Segment Start: MATERIAL FOR THE TASK

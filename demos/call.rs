use color_eyre::eyre::{eyre, Result};

use ls8::machine::Machine;
use ls8::write_instructions;
use log::LevelFilter;
use simple_logger::SimpleLogger;

/// Where the `double` subroutine lives
const SUBROUTINE: u8 = 0x20;

fn main() -> Result<()> {
    color_eyre::install()?; // rust error handling
    SimpleLogger::new()
        .with_level(LevelFilter::Info)
        .init()
        .map_err(|err| eyre!("Failed to set up logging: {}", err))?; // logging

    let mut machine = Machine::new();
    let mem = &mut machine.memory;

    use ls8::processor::Instruction::*;
    write_instructions!(mem : 0 =>
        LDI, 0, 21,
        LDI, 1, SUBROUTINE,
        CALL, 1,
        PRN, 0,
        CALL, 1,
        PRN, 0,
        HLT
    );
    // R0 = R0 * 2, keeping the caller's R2
    write_instructions!(mem : SUBROUTINE =>
        PUSH, 2,
        LDI, 2, 2,
        MUL, 0, 2,
        POP, 2,
        RET
    );

    machine.run()?; // prints 42 and 84

    Ok(())
}
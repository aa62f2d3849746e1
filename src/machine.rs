use color_eyre::eyre::{ensure, Result};

use crate::memory::{Address, Byte, Memory, MEMORY_SIZE};
use crate::output::{Output, Stdout};
use crate::processor::Processor;

/// A complete computer: processor, memory and the device `PRN` writes to.
#[derive(Debug, Clone)]
pub struct Machine<O: Output = Stdout> {
    pub processor: Processor,
    pub memory: Memory,
    output: O,
}

impl Machine<Stdout> {
    /// Creates a machine printing to standard output
    pub fn new() -> Self {
        Self::with_output(Stdout)
    }
}

impl Default for Machine<Stdout> {
    fn default() -> Self {
        Self::new()
    }
}

impl<O: Output> Machine<O> {
    pub fn with_output(output: O) -> Self {
        Self::with_memory(Memory::default(), output)
    }

    /// Creates a machine around an already loaded memory image
    pub fn with_memory(memory: Memory, output: O) -> Self {
        Self {
            processor: Processor::new(),
            memory,
            output,
        }
    }

    /// Writes a single byte of the program image
    pub fn load(&mut self, address: Address, value: Byte) {
        self.memory.write_byte(address, value);
    }

    /// Writes `program` to memory starting at address 0
    pub fn load_program(&mut self, program: &[Byte]) -> Result<()> {
        ensure!(
            program.len() <= MEMORY_SIZE,
            "program of {} bytes does not fit into {} bytes of memory",
            program.len(),
            MEMORY_SIZE
        );

        self.memory.write_array(0, program);
        log::debug!("Loaded {} bytes", program.len());

        Ok(())
    }

    pub fn is_running(&self) -> bool {
        self.processor.running
    }

    /// Executes one instruction
    pub fn step(&mut self) -> Result<()> {
        self.processor.execute(&mut self.memory, &mut self.output)
    }

    /// Runs until `HLT` or the first fatal error
    pub fn run(&mut self) -> Result<()> {
        self.processor
            .execute_until_halt(&mut self.memory, &mut self.output)
    }

    pub fn output(&self) -> &O {
        &self.output
    }

    pub fn into_output(self) -> O {
        self.output
    }
}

Segment End: MATERIAL FOR THE TASK

WHAT THE EXERCISE ASKS:
Please copy all lines of the listing in which the string "Creates" occurs.

TASK OUTPUT:
    /// Creates a machine printing to standard output
    /// Creates a machine around an already loaded memory image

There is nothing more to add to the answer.